A new study by Northwestern scientists shares that patients with Huntington’s disease are much less likely to develop cancer because the disease is toxic to cancer cells, recently reported by News Medical Life Sciences. The Huntington’s disease community has an 80% less cancer of developing cancer compared to the normal population. Scientists are hoping to use this knowledge to treat cancer to non-Huntington patients.

Huntington’s disease is a genetic and often fatal disease. It causes deterioration of one’s physical and mental ability. Huntington’s caused by an excessive amount of repeated RNA sequences that happen in the Huntington gene, which is present in all cells. This defect, which promotes the symptoms of the disease is also deathly to tumor cells. To read more about Huntington’s disease, click here.

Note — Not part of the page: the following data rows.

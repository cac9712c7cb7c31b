//! State definitions and the normalized state table.
//!
//! Callers describe states with [`StateDef`], which leaves every field
//! optional. [`StateTable::new`] fills the defaults and produces one
//! [`StateConfig`] per name. `StateConfig` fields stay mutable after
//! construction: callbacks are allowed to retune upcoming phases (durations,
//! delays, flags, rules) through a shared reference, and the animator reads
//! every field live at the point it needs it.

use std::cell::{Cell, RefCell};
use std::fmt;
use std::rc::Rc;

use hashbrown::HashMap;

use crate::animator::Animator;
use crate::error::AnimatorError;

/// Reserved transition target that stops the animator.
pub const STOP: &str = "stop";
/// Reserved transition target that pauses the animator.
pub const PAUSE: &str = "pause";
/// State entered by [`Animator::start_initial`].
pub const INITIAL: &str = "initial";

/// Outcome of a transition or interrupt.
#[derive(Clone, Debug, PartialEq, Eq)]
pub enum Next {
    /// Enter the named state.
    State(String),
    Stop,
    Pause,
    /// No transition this tick.
    Stay,
}

impl Next {
    /// Target by name. `"stop"` and `"pause"` map to the reserved outcomes.
    pub fn state(name: impl Into<String>) -> Self {
        Next::from(name.into())
    }
}

impl From<&str> for Next {
    fn from(name: &str) -> Self {
        match name {
            STOP => Next::Stop,
            PAUSE => Next::Pause,
            other => Next::State(other.to_string()),
        }
    }
}

impl From<String> for Next {
    fn from(name: String) -> Self {
        match name.as_str() {
            STOP => Next::Stop,
            PAUSE => Next::Pause,
            _ => Next::State(name),
        }
    }
}

impl<T: Into<Next>> From<Option<T>> for Next {
    fn from(value: Option<T>) -> Self {
        value.map_or(Next::Stay, Into::into)
    }
}

pub type Rule<P> = Rc<dyn Fn(&Animator<P>) -> Next>;
pub type SetupFn<P> = Rc<dyn Fn(&Animator<P>)>;
pub type AnimationFn<P> = Rc<dyn Fn(&Animator<P>, f64)>;

/// Where a state goes next: a fixed outcome or a rule evaluated per tick.
pub enum Transition<P> {
    Fixed(Next),
    Rule(Rule<P>),
}

impl<P> Transition<P> {
    pub fn rule<F>(f: F) -> Self
    where
        F: Fn(&Animator<P>) -> Next + 'static,
    {
        Transition::Rule(Rc::new(f))
    }

    pub(crate) fn evaluate(&self, animator: &Animator<P>) -> Next {
        match self {
            Transition::Fixed(next) => next.clone(),
            Transition::Rule(rule) => rule(animator),
        }
    }
}

impl<P> Clone for Transition<P> {
    fn clone(&self) -> Self {
        match self {
            Transition::Fixed(next) => Transition::Fixed(next.clone()),
            Transition::Rule(rule) => Transition::Rule(rule.clone()),
        }
    }
}

impl<P> fmt::Debug for Transition<P> {
    fn fmt(&self, f: &mut fmt::Formatter<'_>) -> fmt::Result {
        match self {
            Transition::Fixed(next) => f.debug_tuple("Fixed").field(next).finish(),
            Transition::Rule(_) => f.write_str("Rule(..)"),
        }
    }
}

impl<P> Default for Transition<P> {
    fn default() -> Self {
        Transition::Fixed(Next::Stay)
    }
}

impl<P> From<Next> for Transition<P> {
    fn from(next: Next) -> Self {
        Transition::Fixed(next)
    }
}

impl<P> From<&str> for Transition<P> {
    fn from(name: &str) -> Self {
        Transition::Fixed(Next::from(name))
    }
}

impl<P> From<String> for Transition<P> {
    fn from(name: String) -> Self {
        Transition::Fixed(Next::from(name))
    }
}

/// Caller-facing state description. Unset fields take the table defaults:
/// zero duration and delays, no loop, overflow on, no transition, no-op animation.
pub struct StateDef<P> {
    pub duration: Option<f64>,
    pub delay_before: Option<f64>,
    pub delay_after: Option<f64>,
    pub looped: Option<bool>,
    pub overflow: Option<bool>,
    pub transition: Option<Transition<P>>,
    pub interrupt: Option<Transition<P>>,
    pub animation: Option<AnimationFn<P>>,
    pub setup: Option<SetupFn<P>>,
}

impl<P> Default for StateDef<P> {
    fn default() -> Self {
        Self {
            duration: None,
            delay_before: None,
            delay_after: None,
            looped: None,
            overflow: None,
            transition: None,
            interrupt: None,
            animation: None,
            setup: None,
        }
    }
}

impl<P> fmt::Debug for StateDef<P> {
    fn fmt(&self, f: &mut fmt::Formatter<'_>) -> fmt::Result {
        f.debug_struct("StateDef")
            .field("duration", &self.duration)
            .field("delay_before", &self.delay_before)
            .field("delay_after", &self.delay_after)
            .field("looped", &self.looped)
            .field("overflow", &self.overflow)
            .field("transition", &self.transition)
            .field("interrupt", &self.interrupt)
            .field("animation", &self.animation.is_some())
            .field("setup", &self.setup.is_some())
            .finish()
    }
}

impl<P> StateDef<P> {
    pub fn new() -> Self {
        Self::default()
    }

    pub fn duration(mut self, duration: f64) -> Self {
        self.duration = Some(duration);
        self
    }

    pub fn delay_before(mut self, delay: f64) -> Self {
        self.delay_before = Some(delay);
        self
    }

    pub fn delay_after(mut self, delay: f64) -> Self {
        self.delay_after = Some(delay);
        self
    }

    pub fn looped(mut self, looped: bool) -> Self {
        self.looped = Some(looped);
        self
    }

    pub fn overflow(mut self, overflow: bool) -> Self {
        self.overflow = Some(overflow);
        self
    }

    /// Fixed transition target; `"stop"` and `"pause"` map to the reserved outcomes.
    pub fn transition(mut self, next: impl Into<Transition<P>>) -> Self {
        self.transition = Some(next.into());
        self
    }

    pub fn transition_with<F>(mut self, rule: F) -> Self
    where
        F: Fn(&Animator<P>) -> Next + 'static,
    {
        self.transition = Some(Transition::rule(rule));
        self
    }

    pub fn interrupt(mut self, next: impl Into<Transition<P>>) -> Self {
        self.interrupt = Some(next.into());
        self
    }

    pub fn interrupt_with<F>(mut self, rule: F) -> Self
    where
        F: Fn(&Animator<P>) -> Next + 'static,
    {
        self.interrupt = Some(Transition::rule(rule));
        self
    }

    pub fn on_animation<F>(mut self, f: F) -> Self
    where
        F: Fn(&Animator<P>, f64) + 'static,
    {
        self.animation = Some(Rc::new(f));
        self
    }

    pub fn on_setup<F>(mut self, f: F) -> Self
    where
        F: Fn(&Animator<P>) + 'static,
    {
        self.setup = Some(Rc::new(f));
        self
    }
}

fn check_timing(state: &str, field: &str, value: f64) -> Result<f64, AnimatorError> {
    if value.is_finite() && value >= 0.0 {
        Ok(value)
    } else {
        Err(AnimatorError::invalid(format!(
            "state '{state}': {field} must be finite and non-negative, got {value}"
        )))
    }
}

/// Fully populated state. Shared by every animator bound to the same table.
pub struct StateConfig<P> {
    name: String,
    duration: Cell<f64>,
    delay_before: Cell<f64>,
    delay_after: Cell<f64>,
    looped: Cell<bool>,
    overflow: Cell<bool>,
    transition: RefCell<Transition<P>>,
    interrupt: RefCell<Option<Transition<P>>>,
    animation: RefCell<Option<AnimationFn<P>>>,
    setup: RefCell<Option<SetupFn<P>>>,
}

impl<P> fmt::Debug for StateConfig<P> {
    fn fmt(&self, f: &mut fmt::Formatter<'_>) -> fmt::Result {
        f.debug_struct("StateConfig")
            .field("name", &self.name)
            .field("duration", &self.duration.get())
            .field("delay_before", &self.delay_before.get())
            .field("delay_after", &self.delay_after.get())
            .field("looped", &self.looped.get())
            .field("overflow", &self.overflow.get())
            .field("transition", &*self.transition.borrow())
            .field("interrupt", &*self.interrupt.borrow())
            .finish()
    }
}

impl<P> StateConfig<P> {
    fn normalize(name: String, def: StateDef<P>) -> Result<Self, AnimatorError> {
        let duration = check_timing(&name, "duration", def.duration.unwrap_or(0.0))?;
        let delay_before = check_timing(&name, "delayBefore", def.delay_before.unwrap_or(0.0))?;
        let delay_after = check_timing(&name, "delayAfter", def.delay_after.unwrap_or(0.0))?;
        Ok(Self {
            duration: Cell::new(duration),
            delay_before: Cell::new(delay_before),
            delay_after: Cell::new(delay_after),
            looped: Cell::new(def.looped.unwrap_or(false)),
            overflow: Cell::new(def.overflow.unwrap_or(true)),
            transition: RefCell::new(def.transition.unwrap_or_default()),
            interrupt: RefCell::new(def.interrupt),
            animation: RefCell::new(def.animation),
            setup: RefCell::new(def.setup),
            name,
        })
    }

    pub fn name(&self) -> &str {
        &self.name
    }

    pub fn duration(&self) -> f64 {
        self.duration.get()
    }

    pub fn delay_before(&self) -> f64 {
        self.delay_before.get()
    }

    pub fn delay_after(&self) -> f64 {
        self.delay_after.get()
    }

    pub fn looped(&self) -> bool {
        self.looped.get()
    }

    pub fn overflow(&self) -> bool {
        self.overflow.get()
    }

    /// delayBefore + duration + delayAfter.
    pub fn span(&self) -> f64 {
        self.delay_before() + self.duration() + self.delay_after()
    }

    pub fn set_duration(&self, duration: f64) -> Result<(), AnimatorError> {
        self.duration
            .set(check_timing(&self.name, "duration", duration)?);
        Ok(())
    }

    pub fn set_delay_before(&self, delay: f64) -> Result<(), AnimatorError> {
        self.delay_before
            .set(check_timing(&self.name, "delayBefore", delay)?);
        Ok(())
    }

    pub fn set_delay_after(&self, delay: f64) -> Result<(), AnimatorError> {
        self.delay_after
            .set(check_timing(&self.name, "delayAfter", delay)?);
        Ok(())
    }

    pub fn set_looped(&self, looped: bool) {
        self.looped.set(looped);
    }

    pub fn set_overflow(&self, overflow: bool) {
        self.overflow.set(overflow);
    }

    pub fn transition(&self) -> Transition<P> {
        self.transition.borrow().clone()
    }

    pub fn set_transition(&self, next: impl Into<Transition<P>>) {
        *self.transition.borrow_mut() = next.into();
    }

    pub fn interrupt(&self) -> Option<Transition<P>> {
        self.interrupt.borrow().clone()
    }

    pub fn set_interrupt(&self, next: Option<Transition<P>>) {
        *self.interrupt.borrow_mut() = next;
    }

    pub fn set_animation<F>(&self, f: F)
    where
        F: Fn(&Animator<P>, f64) + 'static,
    {
        *self.animation.borrow_mut() = Some(Rc::new(f));
    }

    pub fn set_setup<F>(&self, f: F)
    where
        F: Fn(&Animator<P>) + 'static,
    {
        *self.setup.borrow_mut() = Some(Rc::new(f));
    }

    // Callbacks are cloned out before the call so they can reconfigure this
    // state without tripping the RefCell.

    pub(crate) fn run_setup(&self, animator: &Animator<P>) {
        let setup = self.setup.borrow().clone();
        if let Some(setup) = setup {
            setup(animator);
        }
    }

    pub(crate) fn run_animation(&self, animator: &Animator<P>, progress: f64) {
        let animation = self.animation.borrow().clone();
        if let Some(animation) = animation {
            animation(animator, progress);
        }
    }

    pub(crate) fn resolve_transition(&self, animator: &Animator<P>) -> Next {
        let transition = self.transition();
        transition.evaluate(animator)
    }

    pub(crate) fn resolve_interrupt(&self, animator: &Animator<P>) -> Option<Next> {
        let interrupt = self.interrupt();
        interrupt.map(|rule| rule.evaluate(animator))
    }
}

/// Immutable-shape mapping from state name to [`StateConfig`].
pub struct StateTable<P> {
    states: HashMap<String, StateConfig<P>>,
}

impl<P> fmt::Debug for StateTable<P> {
    fn fmt(&self, f: &mut fmt::Formatter<'_>) -> fmt::Result {
        f.debug_map().entries(self.states.iter()).finish()
    }
}

impl<P> StateTable<P> {
    /// Normalize `defs` into a table. Rejects the reserved names `"stop"` and
    /// `"pause"` and any negative or non-finite timing.
    pub fn new<I, K>(defs: I) -> Result<Self, AnimatorError>
    where
        I: IntoIterator<Item = (K, StateDef<P>)>,
        K: Into<String>,
    {
        let mut states = HashMap::new();
        for (name, def) in defs {
            let name = name.into();
            if name == STOP || name == PAUSE {
                return Err(AnimatorError::ReservedName { name });
            }
            let cfg = StateConfig::normalize(name.clone(), def)?;
            states.insert(name, cfg);
        }
        Ok(Self { states })
    }

    pub fn get(&self, name: &str) -> Option<&StateConfig<P>> {
        self.states.get(name)
    }

    pub(crate) fn require(&self, name: &str) -> Result<&StateConfig<P>, AnimatorError> {
        self.get(name)
            .ok_or_else(|| AnimatorError::state_not_found(name))
    }

    pub fn contains(&self, name: &str) -> bool {
        self.states.contains_key(name)
    }

    pub fn names(&self) -> impl Iterator<Item = &str> {
        self.states.keys().map(String::as_str)
    }

    pub fn len(&self) -> usize {
        self.states.len()
    }

    pub fn is_empty(&self) -> bool {
        self.states.is_empty()
    }
}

Marcus Peter, senior author from Northwestern University Feinberg School of Medicine, shared that this molecule kills all tumor cells, which is a powerful thing they’ve never seen before. The study was published in EMBO Reports journal on February 12th.

Recently, Peter partnered with Dr. Shad Thaxton, urology associate professor at Feinberg, to test this “killer” molecule as a treatment option. Dr. Thaxton planned to target human ovarian cancer in mice with the molecule. They found that the treatment did reduce the growth of the tumor, without causing harm to the mice. Additionally, the tumor did not resist this treatment. The two continue to work on refining the method.

Andrea Murmann, also from Feinberg, did a similar test to see if the molecule would kill cancer cells in mice and humans with ovarian, breast, prostate, lunge, liver, brain, colon and skin cancer. The molecule was successful in killing all types of cancer cells.

While much more needs to be done, Peter believes that this method could lead to a successful short-term treatment that kills all the cancer cells, but also doesn’t cause any damage or symptoms that those with Huntington disease face.